Work to be completed:
For the data below, work out how many lines contain the word "RegressionVariant" and supply only that number.
*** Opening of Entries provided ***
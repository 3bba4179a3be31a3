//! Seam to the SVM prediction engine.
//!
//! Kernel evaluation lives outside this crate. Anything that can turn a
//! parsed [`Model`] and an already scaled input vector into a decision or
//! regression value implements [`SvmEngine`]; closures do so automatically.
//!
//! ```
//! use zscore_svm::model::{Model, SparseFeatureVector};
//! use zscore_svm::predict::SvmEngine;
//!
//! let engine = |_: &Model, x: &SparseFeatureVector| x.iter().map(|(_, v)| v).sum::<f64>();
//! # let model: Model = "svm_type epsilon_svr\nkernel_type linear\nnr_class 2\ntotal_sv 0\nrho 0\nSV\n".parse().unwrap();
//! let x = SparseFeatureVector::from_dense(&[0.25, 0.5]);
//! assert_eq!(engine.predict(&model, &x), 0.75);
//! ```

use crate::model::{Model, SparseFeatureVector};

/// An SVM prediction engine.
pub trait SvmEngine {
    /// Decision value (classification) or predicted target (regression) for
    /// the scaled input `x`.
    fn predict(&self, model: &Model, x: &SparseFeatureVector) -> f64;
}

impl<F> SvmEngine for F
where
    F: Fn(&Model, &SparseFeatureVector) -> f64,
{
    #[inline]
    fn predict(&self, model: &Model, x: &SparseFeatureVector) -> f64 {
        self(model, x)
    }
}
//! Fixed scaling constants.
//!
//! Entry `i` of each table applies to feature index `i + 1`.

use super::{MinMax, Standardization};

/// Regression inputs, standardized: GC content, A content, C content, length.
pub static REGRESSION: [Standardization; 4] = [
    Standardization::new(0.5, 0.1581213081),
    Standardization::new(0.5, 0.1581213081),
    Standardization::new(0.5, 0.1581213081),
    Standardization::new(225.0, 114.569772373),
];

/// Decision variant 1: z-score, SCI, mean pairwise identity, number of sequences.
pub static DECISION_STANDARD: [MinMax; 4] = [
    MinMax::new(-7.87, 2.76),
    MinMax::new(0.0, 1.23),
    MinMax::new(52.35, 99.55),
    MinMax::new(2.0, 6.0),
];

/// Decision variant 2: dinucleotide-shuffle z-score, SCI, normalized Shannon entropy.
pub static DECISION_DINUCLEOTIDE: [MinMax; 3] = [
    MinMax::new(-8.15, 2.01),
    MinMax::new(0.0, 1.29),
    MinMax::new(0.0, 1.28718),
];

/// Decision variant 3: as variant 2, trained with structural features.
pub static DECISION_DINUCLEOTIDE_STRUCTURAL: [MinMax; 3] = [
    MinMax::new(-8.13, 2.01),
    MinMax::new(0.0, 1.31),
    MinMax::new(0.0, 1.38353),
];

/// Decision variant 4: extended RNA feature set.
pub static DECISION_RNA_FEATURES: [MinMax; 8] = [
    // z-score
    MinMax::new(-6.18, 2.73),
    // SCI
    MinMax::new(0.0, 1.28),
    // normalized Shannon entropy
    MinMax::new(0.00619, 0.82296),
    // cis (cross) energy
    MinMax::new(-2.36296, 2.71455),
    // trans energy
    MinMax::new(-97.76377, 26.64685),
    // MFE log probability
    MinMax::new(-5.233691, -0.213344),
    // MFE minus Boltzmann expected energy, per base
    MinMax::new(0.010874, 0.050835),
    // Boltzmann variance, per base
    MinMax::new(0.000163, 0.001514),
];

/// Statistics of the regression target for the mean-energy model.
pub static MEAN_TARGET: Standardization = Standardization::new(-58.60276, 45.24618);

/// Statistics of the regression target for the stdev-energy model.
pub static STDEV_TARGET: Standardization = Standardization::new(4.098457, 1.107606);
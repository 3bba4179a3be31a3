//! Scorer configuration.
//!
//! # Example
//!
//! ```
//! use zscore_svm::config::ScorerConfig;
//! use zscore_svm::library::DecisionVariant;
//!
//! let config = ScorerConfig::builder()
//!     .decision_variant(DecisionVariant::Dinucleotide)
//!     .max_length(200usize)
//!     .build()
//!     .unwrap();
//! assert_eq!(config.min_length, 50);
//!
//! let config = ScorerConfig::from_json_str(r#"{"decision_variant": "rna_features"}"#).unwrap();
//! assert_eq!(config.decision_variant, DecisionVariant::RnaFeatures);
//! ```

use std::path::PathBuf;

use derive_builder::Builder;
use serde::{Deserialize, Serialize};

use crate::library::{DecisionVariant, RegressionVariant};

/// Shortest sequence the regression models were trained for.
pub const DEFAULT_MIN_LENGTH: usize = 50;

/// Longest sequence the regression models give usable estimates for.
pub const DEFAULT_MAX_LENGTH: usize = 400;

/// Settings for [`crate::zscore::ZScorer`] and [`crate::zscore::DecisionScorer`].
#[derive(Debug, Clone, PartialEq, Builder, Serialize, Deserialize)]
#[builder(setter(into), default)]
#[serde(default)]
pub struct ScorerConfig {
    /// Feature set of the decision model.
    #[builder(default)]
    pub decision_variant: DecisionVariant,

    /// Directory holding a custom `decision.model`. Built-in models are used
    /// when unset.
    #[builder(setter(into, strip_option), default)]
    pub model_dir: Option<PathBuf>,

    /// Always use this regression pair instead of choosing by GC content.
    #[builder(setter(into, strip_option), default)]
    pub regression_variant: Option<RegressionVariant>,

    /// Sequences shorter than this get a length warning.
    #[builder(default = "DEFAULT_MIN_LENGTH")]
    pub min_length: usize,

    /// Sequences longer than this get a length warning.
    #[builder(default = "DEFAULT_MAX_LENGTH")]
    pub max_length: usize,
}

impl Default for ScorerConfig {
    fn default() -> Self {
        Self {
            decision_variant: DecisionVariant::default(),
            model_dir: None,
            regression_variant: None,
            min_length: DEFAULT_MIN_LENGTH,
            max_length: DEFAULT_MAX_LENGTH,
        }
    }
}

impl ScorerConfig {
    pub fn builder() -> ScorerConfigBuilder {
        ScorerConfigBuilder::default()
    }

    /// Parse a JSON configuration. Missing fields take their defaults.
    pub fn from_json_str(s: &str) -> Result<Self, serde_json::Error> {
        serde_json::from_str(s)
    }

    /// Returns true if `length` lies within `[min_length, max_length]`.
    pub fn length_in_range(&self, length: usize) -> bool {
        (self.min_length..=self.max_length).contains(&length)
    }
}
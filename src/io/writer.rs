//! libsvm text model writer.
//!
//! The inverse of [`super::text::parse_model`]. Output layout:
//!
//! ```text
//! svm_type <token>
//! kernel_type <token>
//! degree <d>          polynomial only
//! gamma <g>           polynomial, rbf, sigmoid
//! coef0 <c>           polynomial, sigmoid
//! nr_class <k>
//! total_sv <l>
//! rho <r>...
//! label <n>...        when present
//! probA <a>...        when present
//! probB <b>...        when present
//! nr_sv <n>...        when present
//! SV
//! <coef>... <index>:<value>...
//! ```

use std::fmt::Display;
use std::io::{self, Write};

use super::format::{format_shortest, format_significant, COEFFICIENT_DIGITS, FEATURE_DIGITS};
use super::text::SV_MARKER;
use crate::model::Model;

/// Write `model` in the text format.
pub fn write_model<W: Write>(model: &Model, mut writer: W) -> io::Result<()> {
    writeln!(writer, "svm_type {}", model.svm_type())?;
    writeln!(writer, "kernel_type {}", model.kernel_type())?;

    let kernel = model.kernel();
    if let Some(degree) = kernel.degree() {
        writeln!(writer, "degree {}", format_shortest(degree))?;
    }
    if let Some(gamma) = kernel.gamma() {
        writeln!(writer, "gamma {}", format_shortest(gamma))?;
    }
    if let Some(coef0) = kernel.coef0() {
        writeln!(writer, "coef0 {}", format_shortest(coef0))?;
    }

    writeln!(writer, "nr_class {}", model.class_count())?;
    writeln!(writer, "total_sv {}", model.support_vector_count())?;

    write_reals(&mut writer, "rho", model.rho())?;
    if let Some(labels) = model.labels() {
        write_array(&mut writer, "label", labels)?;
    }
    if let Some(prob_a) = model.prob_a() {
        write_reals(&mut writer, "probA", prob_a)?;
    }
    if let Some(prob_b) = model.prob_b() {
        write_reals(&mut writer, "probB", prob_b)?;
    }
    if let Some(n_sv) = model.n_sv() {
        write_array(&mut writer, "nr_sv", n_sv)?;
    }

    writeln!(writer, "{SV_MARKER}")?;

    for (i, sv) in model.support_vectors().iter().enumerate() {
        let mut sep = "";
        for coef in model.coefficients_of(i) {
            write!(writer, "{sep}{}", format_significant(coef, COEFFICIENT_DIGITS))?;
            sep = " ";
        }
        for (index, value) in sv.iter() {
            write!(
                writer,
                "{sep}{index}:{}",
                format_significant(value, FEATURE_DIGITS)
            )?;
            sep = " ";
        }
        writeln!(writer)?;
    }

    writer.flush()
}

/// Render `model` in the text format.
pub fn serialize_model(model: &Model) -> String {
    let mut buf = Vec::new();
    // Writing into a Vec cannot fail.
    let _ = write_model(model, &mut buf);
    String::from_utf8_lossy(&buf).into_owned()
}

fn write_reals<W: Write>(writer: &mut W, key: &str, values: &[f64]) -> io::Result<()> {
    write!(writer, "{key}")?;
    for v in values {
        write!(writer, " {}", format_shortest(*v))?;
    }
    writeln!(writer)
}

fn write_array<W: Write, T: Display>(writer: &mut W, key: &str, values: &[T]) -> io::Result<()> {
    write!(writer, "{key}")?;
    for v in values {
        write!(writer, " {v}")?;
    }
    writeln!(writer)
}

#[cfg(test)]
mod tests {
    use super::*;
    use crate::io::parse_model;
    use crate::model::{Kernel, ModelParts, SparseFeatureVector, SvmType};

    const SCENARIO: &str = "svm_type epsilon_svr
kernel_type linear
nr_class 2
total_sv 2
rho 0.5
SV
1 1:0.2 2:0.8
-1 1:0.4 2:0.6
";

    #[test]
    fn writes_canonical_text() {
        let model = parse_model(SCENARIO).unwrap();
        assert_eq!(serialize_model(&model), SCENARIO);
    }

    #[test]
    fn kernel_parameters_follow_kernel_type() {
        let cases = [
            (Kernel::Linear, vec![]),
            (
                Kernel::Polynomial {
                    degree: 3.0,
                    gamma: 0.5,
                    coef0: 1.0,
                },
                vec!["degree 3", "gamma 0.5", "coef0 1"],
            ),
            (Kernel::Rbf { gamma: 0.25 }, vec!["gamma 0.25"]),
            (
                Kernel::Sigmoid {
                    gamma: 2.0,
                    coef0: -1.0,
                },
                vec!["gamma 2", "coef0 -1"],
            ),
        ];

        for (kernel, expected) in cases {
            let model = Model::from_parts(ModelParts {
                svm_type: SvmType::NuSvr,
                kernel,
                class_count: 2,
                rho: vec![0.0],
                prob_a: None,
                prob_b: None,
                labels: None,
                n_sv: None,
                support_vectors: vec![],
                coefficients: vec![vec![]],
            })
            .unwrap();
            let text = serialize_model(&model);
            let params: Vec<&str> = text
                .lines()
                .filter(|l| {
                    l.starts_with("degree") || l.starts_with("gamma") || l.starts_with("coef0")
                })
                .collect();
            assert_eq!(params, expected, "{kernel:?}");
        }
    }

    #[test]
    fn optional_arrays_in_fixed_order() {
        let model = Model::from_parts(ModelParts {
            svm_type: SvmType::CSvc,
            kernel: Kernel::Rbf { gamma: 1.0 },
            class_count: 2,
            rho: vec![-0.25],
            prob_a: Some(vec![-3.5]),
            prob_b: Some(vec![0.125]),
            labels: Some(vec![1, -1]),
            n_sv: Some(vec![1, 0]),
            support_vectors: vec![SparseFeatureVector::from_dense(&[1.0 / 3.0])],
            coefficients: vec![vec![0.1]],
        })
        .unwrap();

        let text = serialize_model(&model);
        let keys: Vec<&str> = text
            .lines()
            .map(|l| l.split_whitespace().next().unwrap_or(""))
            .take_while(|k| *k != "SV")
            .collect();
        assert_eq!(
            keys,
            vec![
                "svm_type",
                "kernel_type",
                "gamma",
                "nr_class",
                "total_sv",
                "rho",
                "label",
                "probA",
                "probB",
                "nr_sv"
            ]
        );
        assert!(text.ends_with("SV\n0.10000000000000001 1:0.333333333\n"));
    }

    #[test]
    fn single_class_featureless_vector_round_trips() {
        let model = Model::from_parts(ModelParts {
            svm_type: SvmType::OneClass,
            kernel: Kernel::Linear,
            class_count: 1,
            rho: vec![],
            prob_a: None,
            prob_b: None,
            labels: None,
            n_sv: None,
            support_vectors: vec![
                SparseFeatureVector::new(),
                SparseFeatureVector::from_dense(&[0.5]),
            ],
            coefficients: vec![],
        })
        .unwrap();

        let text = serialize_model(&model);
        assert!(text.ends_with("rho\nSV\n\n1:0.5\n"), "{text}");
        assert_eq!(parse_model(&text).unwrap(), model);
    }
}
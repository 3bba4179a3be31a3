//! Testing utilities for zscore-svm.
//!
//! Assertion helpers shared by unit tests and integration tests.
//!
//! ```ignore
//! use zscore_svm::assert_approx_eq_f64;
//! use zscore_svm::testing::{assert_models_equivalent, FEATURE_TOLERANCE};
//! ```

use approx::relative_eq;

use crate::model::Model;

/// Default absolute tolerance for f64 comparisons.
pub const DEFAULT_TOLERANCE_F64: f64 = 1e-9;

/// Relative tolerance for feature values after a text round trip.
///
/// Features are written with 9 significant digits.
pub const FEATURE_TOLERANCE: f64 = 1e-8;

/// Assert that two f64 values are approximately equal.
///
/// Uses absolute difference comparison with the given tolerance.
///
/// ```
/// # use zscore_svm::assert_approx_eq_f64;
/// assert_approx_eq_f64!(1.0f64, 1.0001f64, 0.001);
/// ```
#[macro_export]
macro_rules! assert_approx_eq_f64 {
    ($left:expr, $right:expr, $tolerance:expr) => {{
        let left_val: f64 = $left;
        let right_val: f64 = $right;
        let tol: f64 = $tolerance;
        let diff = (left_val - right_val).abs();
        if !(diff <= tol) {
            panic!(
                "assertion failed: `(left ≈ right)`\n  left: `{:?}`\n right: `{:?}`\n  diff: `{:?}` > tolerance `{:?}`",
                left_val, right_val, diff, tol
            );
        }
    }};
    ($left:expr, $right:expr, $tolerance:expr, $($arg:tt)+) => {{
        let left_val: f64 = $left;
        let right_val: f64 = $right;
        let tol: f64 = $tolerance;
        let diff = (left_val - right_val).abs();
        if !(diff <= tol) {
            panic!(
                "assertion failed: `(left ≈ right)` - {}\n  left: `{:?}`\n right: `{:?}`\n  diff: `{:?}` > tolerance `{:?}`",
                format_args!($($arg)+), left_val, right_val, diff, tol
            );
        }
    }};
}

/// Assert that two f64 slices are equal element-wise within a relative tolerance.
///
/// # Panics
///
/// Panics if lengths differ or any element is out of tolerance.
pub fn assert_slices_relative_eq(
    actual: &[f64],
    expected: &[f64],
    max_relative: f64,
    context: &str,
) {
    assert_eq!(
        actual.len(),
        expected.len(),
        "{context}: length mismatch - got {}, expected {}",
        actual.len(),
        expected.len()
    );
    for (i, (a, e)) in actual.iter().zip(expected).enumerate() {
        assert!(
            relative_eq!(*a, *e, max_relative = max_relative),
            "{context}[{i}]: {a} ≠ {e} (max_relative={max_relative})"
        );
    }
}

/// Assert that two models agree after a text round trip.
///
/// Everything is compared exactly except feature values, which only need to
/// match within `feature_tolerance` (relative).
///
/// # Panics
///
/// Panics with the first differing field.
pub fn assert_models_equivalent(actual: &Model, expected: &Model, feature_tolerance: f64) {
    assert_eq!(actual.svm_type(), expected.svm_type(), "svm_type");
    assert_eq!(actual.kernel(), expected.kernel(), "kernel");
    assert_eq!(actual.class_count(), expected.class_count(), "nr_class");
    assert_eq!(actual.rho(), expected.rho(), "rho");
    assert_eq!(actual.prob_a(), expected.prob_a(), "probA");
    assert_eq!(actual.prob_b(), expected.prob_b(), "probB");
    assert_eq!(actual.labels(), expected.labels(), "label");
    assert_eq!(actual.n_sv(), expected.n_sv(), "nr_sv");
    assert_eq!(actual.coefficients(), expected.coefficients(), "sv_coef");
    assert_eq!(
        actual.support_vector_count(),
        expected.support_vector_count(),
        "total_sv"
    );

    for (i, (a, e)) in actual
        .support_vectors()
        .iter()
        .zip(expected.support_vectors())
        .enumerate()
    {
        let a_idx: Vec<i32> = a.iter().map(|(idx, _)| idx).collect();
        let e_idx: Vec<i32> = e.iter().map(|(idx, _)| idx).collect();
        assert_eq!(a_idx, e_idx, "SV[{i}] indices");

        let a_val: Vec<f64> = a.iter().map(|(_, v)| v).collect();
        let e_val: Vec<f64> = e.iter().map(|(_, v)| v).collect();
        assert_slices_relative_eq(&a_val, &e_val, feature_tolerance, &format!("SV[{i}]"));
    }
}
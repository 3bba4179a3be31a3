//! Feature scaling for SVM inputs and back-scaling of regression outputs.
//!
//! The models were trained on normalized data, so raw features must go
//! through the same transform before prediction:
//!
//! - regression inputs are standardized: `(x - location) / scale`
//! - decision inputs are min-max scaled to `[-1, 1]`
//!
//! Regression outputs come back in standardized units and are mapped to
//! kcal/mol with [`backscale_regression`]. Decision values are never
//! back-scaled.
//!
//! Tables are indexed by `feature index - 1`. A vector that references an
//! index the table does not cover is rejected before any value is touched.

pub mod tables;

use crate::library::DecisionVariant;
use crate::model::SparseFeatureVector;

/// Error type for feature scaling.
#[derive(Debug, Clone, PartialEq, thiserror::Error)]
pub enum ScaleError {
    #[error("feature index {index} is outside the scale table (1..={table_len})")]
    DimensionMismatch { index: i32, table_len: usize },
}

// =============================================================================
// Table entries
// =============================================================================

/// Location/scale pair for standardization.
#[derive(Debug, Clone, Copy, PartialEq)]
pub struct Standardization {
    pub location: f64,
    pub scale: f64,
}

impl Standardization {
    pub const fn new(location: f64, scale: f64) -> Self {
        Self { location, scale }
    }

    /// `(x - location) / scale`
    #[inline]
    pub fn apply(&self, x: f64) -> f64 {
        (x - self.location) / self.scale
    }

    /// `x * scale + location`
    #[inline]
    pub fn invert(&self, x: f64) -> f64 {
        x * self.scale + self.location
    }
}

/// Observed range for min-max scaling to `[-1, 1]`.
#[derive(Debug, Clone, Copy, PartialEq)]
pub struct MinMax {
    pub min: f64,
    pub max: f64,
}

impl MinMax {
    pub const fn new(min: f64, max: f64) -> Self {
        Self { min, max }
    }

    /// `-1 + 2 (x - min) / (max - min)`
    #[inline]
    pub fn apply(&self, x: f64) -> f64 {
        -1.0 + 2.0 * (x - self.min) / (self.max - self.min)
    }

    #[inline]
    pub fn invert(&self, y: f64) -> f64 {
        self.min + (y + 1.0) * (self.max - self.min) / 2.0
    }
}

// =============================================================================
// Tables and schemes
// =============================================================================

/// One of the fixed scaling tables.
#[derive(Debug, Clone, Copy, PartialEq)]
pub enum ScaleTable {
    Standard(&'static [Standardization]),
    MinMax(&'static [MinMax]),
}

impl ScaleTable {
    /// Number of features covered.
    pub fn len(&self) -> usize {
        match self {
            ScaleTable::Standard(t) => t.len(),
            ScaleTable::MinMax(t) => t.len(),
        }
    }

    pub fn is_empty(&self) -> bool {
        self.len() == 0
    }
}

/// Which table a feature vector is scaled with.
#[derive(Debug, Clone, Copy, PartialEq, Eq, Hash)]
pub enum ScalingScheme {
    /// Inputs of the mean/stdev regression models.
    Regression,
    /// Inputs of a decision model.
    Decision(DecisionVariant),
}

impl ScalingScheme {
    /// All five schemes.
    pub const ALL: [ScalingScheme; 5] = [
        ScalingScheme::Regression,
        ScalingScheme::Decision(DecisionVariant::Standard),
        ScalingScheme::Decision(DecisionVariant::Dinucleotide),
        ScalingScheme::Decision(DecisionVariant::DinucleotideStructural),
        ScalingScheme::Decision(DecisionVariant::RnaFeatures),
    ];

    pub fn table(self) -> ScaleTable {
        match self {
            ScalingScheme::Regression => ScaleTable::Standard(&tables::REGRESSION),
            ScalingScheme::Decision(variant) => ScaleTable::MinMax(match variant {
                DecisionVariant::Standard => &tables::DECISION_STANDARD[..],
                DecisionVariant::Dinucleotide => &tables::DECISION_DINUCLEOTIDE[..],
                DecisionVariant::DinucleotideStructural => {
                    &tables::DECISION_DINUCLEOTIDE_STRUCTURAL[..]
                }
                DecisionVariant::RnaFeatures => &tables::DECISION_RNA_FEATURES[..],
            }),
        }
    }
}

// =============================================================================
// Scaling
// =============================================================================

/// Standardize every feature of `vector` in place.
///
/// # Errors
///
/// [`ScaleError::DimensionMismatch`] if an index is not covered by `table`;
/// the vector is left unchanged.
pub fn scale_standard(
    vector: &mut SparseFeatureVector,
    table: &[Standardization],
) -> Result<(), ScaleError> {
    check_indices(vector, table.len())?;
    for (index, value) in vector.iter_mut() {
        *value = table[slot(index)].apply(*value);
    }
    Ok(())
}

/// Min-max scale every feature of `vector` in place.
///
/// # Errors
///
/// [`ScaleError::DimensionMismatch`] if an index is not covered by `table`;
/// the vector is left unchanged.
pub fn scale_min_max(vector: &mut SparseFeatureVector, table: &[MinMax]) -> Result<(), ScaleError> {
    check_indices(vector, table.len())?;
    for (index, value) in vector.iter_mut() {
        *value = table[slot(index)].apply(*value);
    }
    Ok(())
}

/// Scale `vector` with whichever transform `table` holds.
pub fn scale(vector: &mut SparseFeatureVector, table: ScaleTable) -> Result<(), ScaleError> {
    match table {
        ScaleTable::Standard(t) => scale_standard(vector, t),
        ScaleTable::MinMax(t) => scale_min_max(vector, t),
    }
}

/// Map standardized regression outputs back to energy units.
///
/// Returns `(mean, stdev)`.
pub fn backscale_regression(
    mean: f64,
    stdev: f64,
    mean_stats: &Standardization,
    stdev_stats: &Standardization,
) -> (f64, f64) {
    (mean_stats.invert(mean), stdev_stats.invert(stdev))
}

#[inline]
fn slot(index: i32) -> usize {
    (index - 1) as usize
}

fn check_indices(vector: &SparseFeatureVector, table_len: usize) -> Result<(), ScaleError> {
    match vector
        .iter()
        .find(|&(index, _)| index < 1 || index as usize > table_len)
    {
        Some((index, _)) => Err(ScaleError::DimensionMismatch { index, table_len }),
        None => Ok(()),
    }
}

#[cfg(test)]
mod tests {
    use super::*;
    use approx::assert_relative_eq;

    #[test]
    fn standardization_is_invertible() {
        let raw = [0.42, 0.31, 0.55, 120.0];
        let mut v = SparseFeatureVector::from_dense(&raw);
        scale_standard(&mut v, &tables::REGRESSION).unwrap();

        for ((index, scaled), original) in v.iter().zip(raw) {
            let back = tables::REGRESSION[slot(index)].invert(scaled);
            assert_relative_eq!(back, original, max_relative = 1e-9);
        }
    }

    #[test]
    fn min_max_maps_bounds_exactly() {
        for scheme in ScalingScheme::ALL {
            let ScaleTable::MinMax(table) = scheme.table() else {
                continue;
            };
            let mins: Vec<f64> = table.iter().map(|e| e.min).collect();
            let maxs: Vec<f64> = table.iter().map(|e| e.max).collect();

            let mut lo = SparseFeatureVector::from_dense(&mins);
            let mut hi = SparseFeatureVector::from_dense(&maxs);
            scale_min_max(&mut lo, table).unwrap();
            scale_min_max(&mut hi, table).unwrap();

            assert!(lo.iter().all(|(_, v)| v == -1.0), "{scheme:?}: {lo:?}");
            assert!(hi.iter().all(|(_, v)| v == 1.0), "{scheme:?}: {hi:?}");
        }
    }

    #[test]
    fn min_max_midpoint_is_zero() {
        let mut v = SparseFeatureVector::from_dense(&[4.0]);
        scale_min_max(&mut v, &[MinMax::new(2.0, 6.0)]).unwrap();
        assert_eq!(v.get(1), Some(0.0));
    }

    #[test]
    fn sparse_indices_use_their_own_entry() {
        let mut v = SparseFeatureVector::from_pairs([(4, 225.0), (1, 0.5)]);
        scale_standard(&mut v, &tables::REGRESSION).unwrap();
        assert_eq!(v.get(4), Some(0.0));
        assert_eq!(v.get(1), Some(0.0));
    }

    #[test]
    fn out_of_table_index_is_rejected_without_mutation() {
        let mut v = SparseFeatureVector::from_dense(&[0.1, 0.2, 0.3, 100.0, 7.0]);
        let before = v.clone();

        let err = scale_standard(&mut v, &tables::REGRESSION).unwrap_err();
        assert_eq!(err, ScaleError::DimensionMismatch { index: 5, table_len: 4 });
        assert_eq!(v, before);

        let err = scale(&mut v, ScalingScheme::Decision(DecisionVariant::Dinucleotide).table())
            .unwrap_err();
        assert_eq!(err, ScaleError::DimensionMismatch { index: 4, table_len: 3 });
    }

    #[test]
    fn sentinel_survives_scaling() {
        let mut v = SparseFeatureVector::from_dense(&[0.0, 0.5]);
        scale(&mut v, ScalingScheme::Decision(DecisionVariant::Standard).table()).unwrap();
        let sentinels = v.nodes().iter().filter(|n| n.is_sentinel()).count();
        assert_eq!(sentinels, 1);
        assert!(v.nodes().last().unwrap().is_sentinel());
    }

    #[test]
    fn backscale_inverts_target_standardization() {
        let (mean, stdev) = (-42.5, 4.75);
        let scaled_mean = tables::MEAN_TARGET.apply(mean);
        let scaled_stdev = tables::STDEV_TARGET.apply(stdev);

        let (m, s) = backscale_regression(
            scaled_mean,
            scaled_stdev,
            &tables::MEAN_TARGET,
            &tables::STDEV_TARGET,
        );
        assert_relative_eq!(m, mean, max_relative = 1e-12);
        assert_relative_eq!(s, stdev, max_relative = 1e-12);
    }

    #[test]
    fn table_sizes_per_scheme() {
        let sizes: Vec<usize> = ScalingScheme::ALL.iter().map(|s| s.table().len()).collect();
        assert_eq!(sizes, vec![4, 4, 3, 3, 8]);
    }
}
*** Close of Entries provided ***
Exercise answer:
2